¿Compraste una TV box para ver películas gratis? Tu televisor podría estar ahora al servicio de los hackers
El grupo Kimwolf obtuvo el control de la mayor red de cajas Android infectadas
Los ciberdelincuentes que controlan el botnet Kimwolf parecen haber decidido presumir de una presa realmente importante. En la red apareció una captura de pantalla en la que se ve que obtuvieron acceso al panel de control de Badbox 2.0, uno de los mayores botnets del mundo, asociado con millones de decodificadores Android TV infectados de fabricación china. Según el FBI y Google, Badbox 2.0 ha sido objeto de una caza desde hace tiempo, y ahora, gracias a la filtración, se comprende mejor quién podría estar detrás de esta infraestructura.
Kimwolf ya ha infectado más de 2 millones de dispositivos y es conocido por sus métodos agresivos de propagación. Principalmente se trata de decodificadores Android TV ilegales que se venden como "receptores con acceso gratuito a películas y series" por un pago único. El malware se instala antes de la venta del dispositivo o llega durante la configuración inicial a través de aplicaciones falsas y tiendas no oficiales.
Anteriormente, los investigadores ya habían identificado a los administradores de Kimwolf por los alias Dort y Snow. Ahora un antiguo colaborador de esas personas entregó a periodistas una captura supuestamente tomada del panel de control de Badbox 2.0. En la imagen se ven 7 cuentas autorizadas, y una de ellas, con el nombre ABCD, según la fuente, pertenece a Dort. Se presume que pudo añadir su correo electrónico como usuario legítimo del sistema de gestión del botnet.
Badbox tiene una larga historia. Ya en 2023 se detectó el primer botnet con ese nombre, y en 2024 su infraestructura fue parcialmente interrumpida. Sin embargo, en 2025 apareció una nueva versión, Badbox 2.0, que, según las estimaciones de Google, incluía más de 10 millones de dispositivos Android no certificados y se utilizó para fraude publicitario y la infección de redes domésticas. El FBI advirtió entonces que esos dispositivos pueden dar a los atacantes acceso directo a las redes locales de los usuarios.
El análisis de las direcciones de correo electrónico de la captura filtrada llevó a los investigadores a varias empresas tecnológicas chinas y a personas concretas vinculadas al desarrollo de aplicaciones móviles y a la infraestructura de dominios que ya habían aparecido en informes sobre Badbox 2.0. En particular, los nombres Chen Daihai y Zhu Zhiyu resultaron relacionados con el registro de dominios, empresas y direcciones que ya se mencionaban en las investigaciones sobre ese botnet.
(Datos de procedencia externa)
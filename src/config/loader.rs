// src/config/loader.rs

use std::fs;
use std::path::{Path, PathBuf};

use tracing::debug;

use crate::config::model::{RawSettings, Settings};
use crate::errors::Result;

/// Load the settings file from a given path and run validation.
///
/// A missing file is not an error: the engine runs fine on built-in
/// defaults, and most deployments only add a `Scanbatch.toml` once they
/// need a custom executor path or per-tool exit-code overrides.
pub fn load_settings(path: impl AsRef<Path>) -> Result<Settings> {
    let path = path.as_ref();

    if !path.exists() {
        debug!(path = %path.display(), "no settings file; using defaults");
        return Ok(Settings::default());
    }

    let contents = fs::read_to_string(path)?;
    let raw: RawSettings = toml::from_str(&contents)?;
    let settings = Settings::try_from(raw)?;
    Ok(settings)
}

/// `Scanbatch.toml` in the current working directory.
pub fn default_settings_path() -> PathBuf {
    PathBuf::from("Scanbatch.toml")
}

#[cfg(test)]
mod tests {
    use super::*;
    use crate::config::model::{ExitOutcome, ScanTool};

    #[test]
    fn missing_file_yields_defaults() {
        let settings = load_settings("does/not/exist.toml").unwrap();
        assert_eq!(settings.concurrency, 3);
        assert_eq!(settings.executor_path, "scan-runner");
    }

    #[test]
    fn settings_file_round_trips_overrides() {
        let dir = tempfile::tempdir().unwrap();
        let path = dir.path().join("Scanbatch.toml");
        fs::write(
            &path,
            r#"
[executor]
path = "/opt/scan/run.sh"

[limits]
concurrency = 5

[tools.nuclei]
clean_exit_codes = [0]
findings_exit_codes = [1, 2]
"#,
        )
        .unwrap();

        let settings = load_settings(&path).unwrap();
        assert_eq!(settings.executor_path, "/opt/scan/run.sh");
        assert_eq!(settings.concurrency, 5);
        assert_eq!(
            settings.classify_exit(ScanTool::Nuclei, Some(2)),
            ExitOutcome::FindingsPresent
        );
    }

    #[test]
    fn unknown_tool_section_is_rejected() {
        let dir = tempfile::tempdir().unwrap();
        let path = dir.path().join("Scanbatch.toml");
        fs::write(&path, "[tools.acunetix]\nclean_exit_codes = [0]\n").unwrap();

        assert!(load_settings(&path).is_err());
    }
}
El peligro principal es otro. Kimwolf se propaga a través de dispositivos IoT vulnerables dentro de las redes domésticas, utilizando servicios de proxy residenciales. Tras el cierre de esa vía por parte de muchos proveedores de proxy, la velocidad de propagación de Kimwolf comenzó a disminuir. Pero si los administradores de Kimwolf realmente tienen acceso no autorizado al panel de control de Badbox 2.0, obtendrían un canal directo para instalar malware en millones de decodificadores Android TV que ya forman parte de ese botnet.
Según la fuente, eso fue la "carta secreta" de los operadores de Kimwolf: la capacidad de subir directamente malware a los decodificadores de Badbox 2.0, eludiendo la infraestructura de proxies. Aún no se sabe cómo se obtuvo el acceso al panel de control. Los investigadores ya han notificado a todos los propietarios de las cuentas que aparecen en la captura, por lo que el acceso de Dort podría cerrarse en breve.
Si la información se confirma, esto supondría un caso raro de intersección entre dos grandes ecosistemas de botnets y una seria escalada de la amenaza para las redes domésticas de usuarios en todo el mundo, especialmente para quienes usan decodificadores Android TV económicos no oficiales.